The interactions of antibiotics with eukaryotic ribosomes.

Precipitation of peptidyl-tRNA by cetyltrimethylammonium bromide affords an extremely convenient and accurate means of following the reaction of nascent polypeptides with puromycin. Using this assay, I have investigated the modes of action of several antibiotics which inhibit polypeptide chain elongation. The polypeptide, alpha sarcin, has been shown to inhibit the binding of aminoacyl-tRNA to the ribosomal 'A' site as have the antibiotics, chartreusin and emetine. Additionally, it has been confirmed that sparsomycin and trichodermin inhibit the peptidyl transferase whereas cycloheximide probably inhibits translocation. The technique for measuring peptidyl-tRNA concentrations has also been used to detect inhibitors of initiation of protein synthesis. By this and other techniques, homoharringtonine has been shown to inhibit a step in initiation - possibly the same step as that inhibited by the chemically-unrelated antibiotic T-2 toxin. Cell-free extracts of S. cerevisiae and M. verrucaria have been prepared which are very active in poly U-directed protein synthesis. These extracts have been used to study resistance to the 12,13 epoxytrichothecene group of toxins either in a yeast mutant, strain TR1, or in the organism M. verrucaria which produces several 12,13 epoxytrichothecenes. Both strain TR1 and M. verrucaria are resistant to T-2 toxin in vitro because of features of their 60S ribosomal subunits. The effect of the 12,13 epoxytrichothecene, trichodermin, on poly U-directed protein synthesis by yeast cell-free extracts was also investigated. It was found that there were apparently two types of synthesis - one sensitive and one insensitive to trichodermin. The ratio of the two types of synthesis appeared independent of the manner in which the ribosomes were prepared but was influenced by ion concentrations and the mode of preparation of the high-speed supernatant fraction (S100).
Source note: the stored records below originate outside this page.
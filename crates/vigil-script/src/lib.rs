//! Vigil script codecs
//!
//! Hand-assembled Bitcoin scripts for the Vigil escrow:
//!
//! - the two-branch timelock witness script (owner spends any time,
//!   recipient spends after a relative timelock), committed to by a P2WSH
//!   output
//! - the `OP_RETURN` recovery-payload output carried by a disclosure
//!   transaction
//!
//! Both formats are bit-exact wire formats: every script decoded here
//! re-encodes to the identical bytes, and pre-signed transactions depend on
//! that stability.

pub mod escrow;
pub mod payload;
pub mod timelock;

pub use escrow::{EscrowDescriptor, ScriptError};
pub use payload::{PayloadError, RecoveryPayload, PAYLOAD_LEN};
pub use timelock::{Timelock, TimelockError};
//! Key escrow and recovery.
//!
//! Encryption side: generate K, seal the secret under it, then derive the
//! three escrow artifacts (peer ciphertext, passphrase bundle, plaintext K
//! for the on-chain payload). Recovery side: three independent functions,
//! one per channel, each returning the identical 32 bytes.
//!
//! # Security Notes
//!
//! - Argon2id is memory-hard (resistant to GPU/ASIC attacks)
//! - AES-256-GCM provides authenticated encryption
//! - Every encryption uses a fresh random nonce; every passphrase wrap a
//!   fresh random salt
//! - Authentication failures surface as [`RecoverError::DecryptionFailed`]
//!   with no partial plaintext, and are reported distinctly from
//!   missing-data errors so a UI can tell "wrong key" from "no data"

use aes_gcm::{
    aead::{Aead, AeadCore, KeyInit, OsRng},
    Aes256Gcm, Key, Nonce,
};
use argon2::{Algorithm, Argon2, Params, Version};
use rand::RngCore;
use std::fmt;
use thiserror::Error;
use zeroize::{Zeroize, ZeroizeOnDrop};

use crate::peer::{PeerCipher, PeerCipherError};
use vigil_script::{PayloadError, RecoveryPayload};

/// Argon2id parameters (OWASP recommendations for 2024+)
/// - m_cost: 64 MiB memory
/// - t_cost: 3 iterations
/// - p_cost: 4 parallel threads
const ARGON2_M_COST: u32 = 65536; // 64 MiB
const ARGON2_T_COST: u32 = 3;
const ARGON2_P_COST: u32 = 4;

/// Symmetric key length (AES-256)
const KEY_LEN: usize = 32;

/// Salt length for Argon2
const SALT_LEN: usize = 16;

/// Nonce length for AES-256-GCM
const NONCE_LEN: usize = 12;

#[derive(Error, Debug)]
pub enum RecoverError {
    #[error("Encryption failed: {0}")]
    EncryptionFailed(String),

    #[error("Decryption failed: wrong key/passphrase or corrupted data")]
    DecryptionFailed,

    #[error("Key derivation failed: {0}")]
    KeyDerivationFailed(String),

    #[error("Recovered key has invalid length: expected {KEY_LEN} bytes, got {0}")]
    InvalidKeyLength(usize),

    #[error("Recovered key is not valid hex")]
    InvalidKeyEncoding,

    #[error("Invalid bundle format")]
    InvalidFormat,

    #[error("Invalid payload: {0}")]
    Payload(#[from] PayloadError),

    #[error("Peer channel error: {0}")]
    Peer(#[from] PeerCipherError),
}

/// The 32-byte symmetric key K. Generated once per secret, never reused.
///
/// Zeroized on drop; `Debug` never prints the bytes.
#[derive(Clone, PartialEq, Eq, Zeroize, ZeroizeOnDrop)]
pub struct SymmetricKey([u8; KEY_LEN]);

impl SymmetricKey {
    /// Generate a fresh key from the OS CSPRNG.
    pub fn generate() -> Self {
        let mut bytes = [0u8; KEY_LEN];
        OsRng.fill_bytes(&mut bytes);
        Self(bytes)
    }

    pub fn from_bytes(bytes: &[u8]) -> Result<Self, RecoverError> {
        if bytes.len() != KEY_LEN {
            return Err(RecoverError::InvalidKeyLength(bytes.len()));
        }
        let mut key = [0u8; KEY_LEN];
        key.copy_from_slice(bytes);
        Ok(Self(key))
    }

    pub fn as_bytes(&self) -> &[u8; KEY_LEN] {
        &self.0
    }

    pub fn to_hex(&self) -> String {
        hex::encode(self.0)
    }

    pub fn from_hex(s: &str) -> Result<Self, RecoverError> {
        let bytes = hex::decode(s.trim()).map_err(|_| RecoverError::InvalidKeyEncoding)?;
        Self::from_bytes(&bytes)
    }
}

impl fmt::Debug for SymmetricKey {
    fn fmt(&self, f: &mut fmt::Formatter<'_>) -> fmt::Result {
        write!(f, "SymmetricKey(<redacted>)")
    }
}

/// The owner's secret, sealed under K.
///
/// Wire form: nonce || ciphertext.
#[derive(Debug, Clone, PartialEq, Eq)]
pub struct SealedSecret {
    pub ciphertext: Vec<u8>,
    pub nonce: [u8; NONCE_LEN],
}

impl SealedSecret {
    pub fn to_bytes(&self) -> Vec<u8> {
        let mut bytes = Vec::with_capacity(NONCE_LEN + self.ciphertext.len());
        bytes.extend_from_slice(&self.nonce);
        bytes.extend_from_slice(&self.ciphertext);
        bytes
    }

    pub fn from_bytes(bytes: &[u8]) -> Result<Self, RecoverError> {
        // Minimum: nonce + 16-byte tag
        if bytes.len() < NONCE_LEN + 16 {
            return Err(RecoverError::InvalidFormat);
        }
        let mut nonce = [0u8; NONCE_LEN];
        nonce.copy_from_slice(&bytes[..NONCE_LEN]);
        Ok(Self {
            ciphertext: bytes[NONCE_LEN..].to_vec(),
            nonce,
        })
    }
}

/// K wrapped under a passphrase-derived key.
///
/// Wire form: salt || nonce || ciphertext.
#[derive(Debug, Clone, PartialEq, Eq)]
pub struct PassphraseBundle {
    pub ciphertext: Vec<u8>,
    pub nonce: [u8; NONCE_LEN],
    pub salt: [u8; SALT_LEN],
}

impl PassphraseBundle {
    pub fn to_bytes(&self) -> Vec<u8> {
        let mut bytes = Vec::with_capacity(SALT_LEN + NONCE_LEN + self.ciphertext.len());
        bytes.extend_from_slice(&self.salt);
        bytes.extend_from_slice(&self.nonce);
        bytes.extend_from_slice(&self.ciphertext);
        bytes
    }

    pub fn from_bytes(bytes: &[u8]) -> Result<Self, RecoverError> {
        if bytes.len() < SALT_LEN + NONCE_LEN + 16 {
            return Err(RecoverError::InvalidFormat);
        }
        let mut salt = [0u8; SALT_LEN];
        let mut nonce = [0u8; NONCE_LEN];
        salt.copy_from_slice(&bytes[..SALT_LEN]);
        nonce.copy_from_slice(&bytes[SALT_LEN..SALT_LEN + NONCE_LEN]);
        Ok(Self {
            ciphertext: bytes[SALT_LEN + NONCE_LEN..].to_vec(),
            nonce,
            salt,
        })
    }
}

/// Everything produced at escrow time for one secret.
pub struct KeyEscrow {
    /// K in the clear, for embedding in the disclosure payload.
    pub key: SymmetricKey,
    /// The secret sealed under K.
    pub sealed_secret: SealedSecret,
    /// hex(K) encrypted over the public-key channel.
    pub peer_ciphertext: String,
    /// K wrapped under the passphrase, when one was supplied.
    pub passphrase_bundle: Option<PassphraseBundle>,
}

/// Derive an AES key from a passphrase with Argon2id.
fn derive_passphrase_key(
    passphrase: &str,
    salt: &[u8; SALT_LEN],
) -> Result<[u8; KEY_LEN], RecoverError> {
    let params = Params::new(ARGON2_M_COST, ARGON2_T_COST, ARGON2_P_COST, Some(KEY_LEN))
        .map_err(|e| RecoverError::KeyDerivationFailed(e.to_string()))?;
    let argon2 = Argon2::new(Algorithm::Argon2id, Version::V0x13, params);

    let mut key = [0u8; KEY_LEN];
    argon2
        .hash_password_into(passphrase.as_bytes(), salt, &mut key)
        .map_err(|e| RecoverError::KeyDerivationFailed(e.to_string()))?;
    Ok(key)
}

fn random_nonce() -> [u8; NONCE_LEN] {
    let generated = Aes256Gcm::generate_nonce(&mut OsRng);
    let mut nonce = [0u8; NONCE_LEN];
    nonce.copy_from_slice(&generated);
    nonce
}

/// Seal a plaintext secret under K with a fresh nonce.
pub fn seal_secret(plaintext: &[u8], key: &SymmetricKey) -> Result<SealedSecret, RecoverError> {
    let nonce = random_nonce();
    let cipher = Aes256Gcm::new(Key::<Aes256Gcm>::from_slice(key.as_bytes()));
    let ciphertext = cipher
        .encrypt(Nonce::from_slice(&nonce), plaintext)
        .map_err(|e| RecoverError::EncryptionFailed(e.to_string()))?;
    Ok(SealedSecret { ciphertext, nonce })
}

/// Open a sealed secret with K.
pub fn open_secret(sealed: &SealedSecret, key: &SymmetricKey) -> Result<Vec<u8>, RecoverError> {
    let cipher = Aes256Gcm::new(Key::<Aes256Gcm>::from_slice(key.as_bytes()));
    cipher
        .decrypt(
            Nonce::from_slice(&sealed.nonce),
            sealed.ciphertext.as_slice(),
        )
        .map_err(|_| RecoverError::DecryptionFailed)
}

/// Wrap K under a passphrase: fresh salt, Argon2id, AES-256-GCM.
pub fn wrap_key_with_passphrase(
    key: &SymmetricKey,
    passphrase: &str,
) -> Result<PassphraseBundle, RecoverError> {
    let mut salt = [0u8; SALT_LEN];
    OsRng.fill_bytes(&mut salt);
    let nonce = random_nonce();

    let mut derived = derive_passphrase_key(passphrase, &salt)?;
    let cipher = Aes256Gcm::new(Key::<Aes256Gcm>::from_slice(&derived));
    let ciphertext = cipher
        .encrypt(Nonce::from_slice(&nonce), key.as_bytes().as_slice())
        .map_err(|e| RecoverError::EncryptionFailed(e.to_string()))?;
    derived.zeroize();

    Ok(PassphraseBundle {
        ciphertext,
        nonce,
        salt,
    })
}

/// Unwrap K with the passphrase used at wrap time.
pub fn unwrap_key_with_passphrase(
    bundle: &PassphraseBundle,
    passphrase: &str,
) -> Result<SymmetricKey, RecoverError> {
    let mut derived = derive_passphrase_key(passphrase, &bundle.salt)?;
    let cipher = Aes256Gcm::new(Key::<Aes256Gcm>::from_slice(&derived));
    let result = cipher.decrypt(
        Nonce::from_slice(&bundle.nonce),
        bundle.ciphertext.as_slice(),
    );
    derived.zeroize();

    let mut plaintext = result.map_err(|_| RecoverError::DecryptionFailed)?;
    let key = SymmetricKey::from_bytes(&plaintext);
    plaintext.zeroize();
    key
}

/// Escrow-time orchestration: generate K, seal the secret, derive the
/// channel artifacts.
///
/// K is returned in the clear inside [`KeyEscrow`] so the caller can embed
/// it in the disclosure transaction's payload.
pub fn escrow_secret(
    secret: &[u8],
    peer: &dyn PeerCipher,
    passphrase: Option<&str>,
) -> Result<KeyEscrow, RecoverError> {
    let key = SymmetricKey::generate();
    let sealed_secret = seal_secret(secret, &key)?;
    let peer_ciphertext = peer.encrypt(&key.to_hex())?;
    let passphrase_bundle = passphrase
        .map(|passphrase| wrap_key_with_passphrase(&key, passphrase))
        .transpose()?;

    Ok(KeyEscrow {
        key,
        sealed_secret,
        peer_ciphertext,
        passphrase_bundle,
    })
}

/// Recover K from an on-chain payload. The payload carries K in the clear;
/// this path has no ciphertext to fail on.
pub fn recover_key_from_payload(payload: &RecoveryPayload) -> SymmetricKey {
    SymmetricKey(payload.key)
}

/// Recover K from the passphrase channel.
pub fn recover_key_with_passphrase(
    bundle: &PassphraseBundle,
    passphrase: &str,
) -> Result<SymmetricKey, RecoverError> {
    unwrap_key_with_passphrase(bundle, passphrase)
}

/// Recover K from the public-key channel.
pub fn recover_key_via_peer(
    peer: &dyn PeerCipher,
    ciphertext: &str,
) -> Result<SymmetricKey, RecoverError> {
    let key_hex = peer.decrypt(ciphertext)?;
    SymmetricKey::from_hex(&key_hex)
}

/// One recovery channel's input, validated at construction.
#[derive(Debug, Clone)]
pub enum RecoverySource {
    /// Raw 64-byte payload pulled from a broadcast disclosure transaction.
    Payload(RecoveryPayload),
    /// Passphrase-wrapped bundle plus the passphrase.
    Passphrase {
        bundle: PassphraseBundle,
        passphrase: String,
    },
    /// Ciphertext from the public-key channel.
    Peer { ciphertext: String },
}

impl RecoverySource {
    /// Build the payload variant from raw bytes, enforcing the 64-byte
    /// invariant up front.
    pub fn payload(bytes: &[u8]) -> Result<Self, RecoverError> {
        Ok(Self::Payload(RecoveryPayload::from_bytes(bytes)?))
    }

    /// Build the passphrase variant from the bundle's wire form.
    pub fn passphrase(bundle_bytes: &[u8], passphrase: impl Into<String>) -> Result<Self, RecoverError> {
        Ok(Self::Passphrase {
            bundle: PassphraseBundle::from_bytes(bundle_bytes)?,
            passphrase: passphrase.into(),
        })
    }

    pub fn peer(ciphertext: impl Into<String>) -> Self {
        Self::Peer {
            ciphertext: ciphertext.into(),
        }
    }

    /// Recover K from this channel. `peer` is consulted only by the
    /// public-key variant.
    pub fn recover(&self, peer: &dyn PeerCipher) -> Result<SymmetricKey, RecoverError> {
        match self {
            Self::Payload(payload) => Ok(recover_key_from_payload(payload)),
            Self::Passphrase { bundle, passphrase } => {
                recover_key_with_passphrase(bundle, passphrase)
            }
            Self::Peer { ciphertext } => recover_key_via_peer(peer, ciphertext),
        }
    }
}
Both types of poly U-directed protein synthesis involved production of polyphenylalanine rather than peptidy1-polyphenylalanine. Cell-free extracts capable of poly U-directed protein synthesis were also produced from strains of the 12,13 epoxytrichothecene-producing organisms F. poae, F. sporotrichiodes and F. equiseti and the fungi, A. giganteus, which produces alpha sarcin. All the organisms were sensitive to their products in vitro but resistant in vivo.